[Dataset entries]
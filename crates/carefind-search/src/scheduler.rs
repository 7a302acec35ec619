//! Debounced, last-submitted-wins query delivery.
//!
//! A single actor task owns the one pending-timer slot:
//!
//! - **Idle**: no timer armed.
//! - **Pending**: a timer is armed for the latest submission. A new
//!   submission cancels and replaces it.
//!
//! When the timer fires the search is spawned. Each submission bumps a
//! generation counter, and a finished search is delivered only if no newer
//! submission arrived meanwhile. Superseded searches are allowed to finish;
//! their results are dropped.

use std::future::Future;
use std::sync::Arc;
use std::time::Duration;

use carefind_core::{AppConfig, FacilityRecord, Suggestion};
use tokio::sync::mpsc;
use tokio::task::JoinSet;
use tokio::time::Instant;

use crate::error::SearchError;

/// One search submission: the text, the result budget, and the facility
/// snapshot current at submission time.
#[derive(Debug, Clone)]
pub struct SearchRequest {
    pub query: String,
    pub limit: usize,
    pub facilities: Arc<[FacilityRecord]>,
}

impl SearchRequest {
    #[must_use]
    pub fn new(query: impl Into<String>, limit: usize, facilities: Arc<[FacilityRecord]>) -> Self {
        Self {
            query: query.into(),
            limit,
            facilities,
        }
    }

    /// A request using `config.suggestion_limit` as the budget.
    #[must_use]
    pub fn with_default_limit(
        query: impl Into<String>,
        config: &AppConfig,
        facilities: Arc<[FacilityRecord]>,
    ) -> Self {
        Self::new(query, config.suggestion_limit, facilities)
    }
}

/// Anything the scheduler can run a request against.
pub trait SuggestionSource: Send + Sync + 'static {
    fn suggest(
        &self,
        request: &SearchRequest,
    ) -> impl Future<Output = Result<Vec<Suggestion>, SearchError>> + Send;
}

/// A search result that survived debouncing and staleness checks.
#[derive(Debug)]
pub struct Delivery {
    pub generation: u64,
    pub query: String,
    pub result: Result<Vec<Suggestion>, SearchError>,
}

/// Handle to a running debounce actor. Dropping it stops the actor.
#[derive(Debug, Clone)]
pub struct QueryScheduler {
    commands: mpsc::UnboundedSender<SearchRequest>,
}

impl QueryScheduler {
    /// Spawn the actor on the current tokio runtime.
    ///
    /// Returns the submission handle and the receiver of delivered results.
    #[must_use]
    pub fn spawn<S: SuggestionSource>(
        source: Arc<S>,
        delay: Duration,
    ) -> (Self, mpsc::UnboundedReceiver<Delivery>) {
        let (command_tx, command_rx) = mpsc::unbounded_channel();
        let (delivery_tx, delivery_rx) = mpsc::unbounded_channel();

        let actor = Actor {
            source,
            delay,
            commands: command_rx,
            deliveries: delivery_tx,
            generation: 0,
        };
        tokio::spawn(actor.run());

        (
            Self {
                commands: command_tx,
            },
            delivery_rx,
        )
    }

    /// [`QueryScheduler::spawn`] with `config.debounce_ms` as the delay.
    #[must_use]
    pub fn from_config<S: SuggestionSource>(
        source: Arc<S>,
        config: &AppConfig,
    ) -> (Self, mpsc::UnboundedReceiver<Delivery>) {
        Self::spawn(source, Duration::from_millis(config.debounce_ms))
    }

    /// Submit a query, replacing any pending one.
    ///
    /// # Errors
    ///
    /// Returns [`SearchError::SchedulerClosed`] if the actor has stopped.
    pub fn submit(&self, request: SearchRequest) -> Result<(), SearchError> {
        self.commands
            .send(request)
            .map_err(|_| SearchError::SchedulerClosed)
    }
}

struct Pending {
    generation: u64,
    deadline: Instant,
    request: SearchRequest,
}

type Finished = (u64, String, Result<Vec<Suggestion>, SearchError>);

struct Actor<S> {
    source: Arc<S>,
    delay: Duration,
    commands: mpsc::UnboundedReceiver<SearchRequest>,
    deliveries: mpsc::UnboundedSender<Delivery>,
    generation: u64,
}

impl<S: SuggestionSource> Actor<S> {
    async fn run(mut self) {
        // `None` is Idle, `Some` is Pending.
        let mut pending: Option<Pending> = None;
        let mut in_flight: JoinSet<Finished> = JoinSet::new();

        loop {
            let deadline = pending.as_ref().map(|p| p.deadline);

            tokio::select! {
                command = self.commands.recv() => {
                    let Some(request) = command else { break };
                    self.generation += 1;
                    if let Some(replaced) = pending.as_ref() {
                        tracing::trace!(
                            replaced = %replaced.request.query,
                            query = %request.query,
                            "re-arming debounce timer"
                        );
                    }
                    pending = Some(Pending {
                        generation: self.generation,
                        deadline: Instant::now() + self.delay,
                        request,
                    });
                }
                () = tokio::time::sleep_until(deadline.unwrap_or_else(Instant::now)), if deadline.is_some() => {
                    if let Some(Pending { generation, request, .. }) = pending.take() {
                        tracing::debug!(generation, query = %request.query, "debounce elapsed; searching");
                        let source = Arc::clone(&self.source);
                        in_flight.spawn(async move {
                            let result = source.suggest(&request).await;
                            (generation, request.query, result)
                        });
                    }
                }
                Some(joined) = in_flight.join_next(), if !in_flight.is_empty() => {
                    match joined {
                        Ok((generation, query, result)) if generation == self.generation => {
                            let delivery = Delivery { generation, query, result };
                            if self.deliveries.send(delivery).is_err() {
                                break;
                            }
                        }
                        Ok((generation, query, _)) => {
                            tracing::debug!(
                                generation,
                                latest = self.generation,
                                query,
                                "discarding superseded search result"
                            );
                        }
                        Err(e) => {
                            tracing::warn!(error = %e, "search task failed");
                        }
                    }
                }
            }
        }

        tracing::debug!("query scheduler stopped");
    }
}

#[cfg(test)]
mod tests {
    use std::sync::Mutex;

    use carefind_core::{Coordinates, PlaceRecord};

    use super::*;

    const DEBOUNCE: Duration = Duration::from_millis(300);

    /// Records every query it runs; queries starting with `slow` take 10 s.
    #[derive(Default)]
    struct RecordingSource {
        calls: Mutex<Vec<String>>,
    }

    impl RecordingSource {
        fn calls(&self) -> Vec<String> {
            self.calls.lock().expect("lock").clone()
        }
    }

    impl SuggestionSource for RecordingSource {
        fn suggest(
            &self,
            request: &SearchRequest,
        ) -> impl Future<Output = Result<Vec<Suggestion>, SearchError>> + Send {
            self.calls
                .lock()
                .expect("lock")
                .push(request.query.clone());
            let query = request.query.clone();
            async move {
                if query.starts_with("slow") {
                    tokio::time::sleep(Duration::from_secs(10)).await;
                }
                let place = PlaceRecord {
                    name: query,
                    region: "Region".to_string(),
                    country: "Country".to_string(),
                };
                Ok(vec![Suggestion::from_place(
                    &place,
                    carefind_core::Confidence::High,
                )])
            }
        }
    }

    fn request(query: &str) -> SearchRequest {
        SearchRequest::new(query, 5, Arc::from(Vec::new()))
    }

    async fn assert_silent(rx: &mut mpsc::UnboundedReceiver<Delivery>, for_secs: u64) {
        let next = tokio::time::timeout(Duration::from_secs(for_secs), rx.recv()).await;
        assert!(next.is_err(), "unexpected delivery: {next:?}");
    }

    #[tokio::test(start_paused = true)]
    async fn burst_within_window_delivers_only_last_query() {
        let source = Arc::new(RecordingSource::default());
        let (scheduler, mut rx) = QueryScheduler::spawn(Arc::clone(&source), DEBOUNCE);

        for q in ["v", "va", "vap"] {
            scheduler.submit(request(q)).expect("actor running");
            tokio::time::sleep(Duration::from_millis(100)).await;
        }

        let delivery = rx.recv().await.expect("one delivery");
        assert_eq!(delivery.query, "vap");
        assert_eq!(delivery.generation, 3);
        let suggestions = delivery.result.expect("search ok");
        assert_eq!(suggestions[0].name, "vap");

        assert_silent(&mut rx, 5).await;
        assert_eq!(source.calls(), ["vap"]);
    }

    #[tokio::test(start_paused = true)]
    async fn stale_in_flight_result_is_discarded() {
        let source = Arc::new(RecordingSource::default());
        let (scheduler, mut rx) = QueryScheduler::spawn(Arc::clone(&source), DEBOUNCE);

        scheduler.submit(request("slow query")).expect("actor running");
        // Past the debounce window: the slow search is now in flight.
        tokio::time::sleep(Duration::from_millis(400)).await;
        scheduler.submit(request("fast query")).expect("actor running");

        let delivery = rx.recv().await.expect("fresh delivery");
        assert_eq!(delivery.query, "fast query");

        // The slow search completes at ~10.3 s and must not be delivered.
        assert_silent(&mut rx, 20).await;
        assert_eq!(source.calls(), ["slow query", "fast query"]);
    }

    #[tokio::test(start_paused = true)]
    async fn spaced_submissions_each_deliver() {
        let source = Arc::new(RecordingSource::default());
        let (scheduler, mut rx) = QueryScheduler::spawn(Arc::clone(&source), DEBOUNCE);

        scheduler.submit(request("pune")).expect("actor running");
        assert_eq!(rx.recv().await.expect("first").query, "pune");

        scheduler.submit(request("delhi")).expect("actor running");
        let second = rx.recv().await.expect("second");
        assert_eq!(second.query, "delhi");
        assert_eq!(second.generation, 2);
    }

    #[tokio::test(start_paused = true)]
    async fn nothing_runs_before_the_delay_elapses() {
        let source = Arc::new(RecordingSource::default());
        let (scheduler, mut rx) = QueryScheduler::spawn(Arc::clone(&source), DEBOUNCE);

        scheduler.submit(request("mumbai")).expect("actor running");
        let early = tokio::time::timeout(Duration::from_millis(250), rx.recv()).await;
        assert!(early.is_err());
        assert!(source.calls().is_empty());

        assert_eq!(rx.recv().await.expect("delivered").query, "mumbai");
    }

    #[tokio::test(start_paused = true)]
    async fn dropping_handle_stops_actor() {
        let source = Arc::new(RecordingSource::default());
        let (scheduler, mut rx) = QueryScheduler::spawn(source, DEBOUNCE);
        drop(scheduler);
        assert!(rx.recv().await.is_none());
    }

    #[tokio::test(start_paused = true)]
    async fn carries_facility_snapshot_to_source() {
        struct SnapshotSize;
        impl SuggestionSource for SnapshotSize {
            fn suggest(
                &self,
                request: &SearchRequest,
            ) -> impl Future<Output = Result<Vec<Suggestion>, SearchError>> + Send {
                let size = request.facilities.len();
                async move { Err(SearchError::InvalidInput(format!("size={size}"))) }
            }
        }

        let facility = FacilityRecord {
            id: "node/1".to_string(),
            name: "Care".to_string(),
            facility_type: "hospital".to_string(),
            specialties: String::new(),
            city: String::new(),
            coordinates: Coordinates::new(1.0, 1.0),
            rating: None,
            distance_meters: None,
            address: None,
            phone: None,
            website: None,
            emergency: false,
        };
        let (scheduler, mut rx) = QueryScheduler::spawn(Arc::new(SnapshotSize), DEBOUNCE);
        scheduler
            .submit(SearchRequest::new("care", 3, Arc::from(vec![facility])))
            .expect("actor running");

        let delivery = rx.recv().await.expect("delivered");
        assert!(
            matches!(delivery.result, Err(SearchError::InvalidInput(ref m)) if m == "size=1"),
            "errors are delivered as-is"
        );
    }
}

Problem details
Among the lines of the data, identify those with the word "commands". Copy each of them.

Expected answer
    commands: mpsc::UnboundedSender<SearchRequest>,
            commands: command_rx,
                commands: command_tx,
        self.commands
    commands: mpsc::UnboundedReceiver<SearchRequest>,
                command = self.commands.recv() => {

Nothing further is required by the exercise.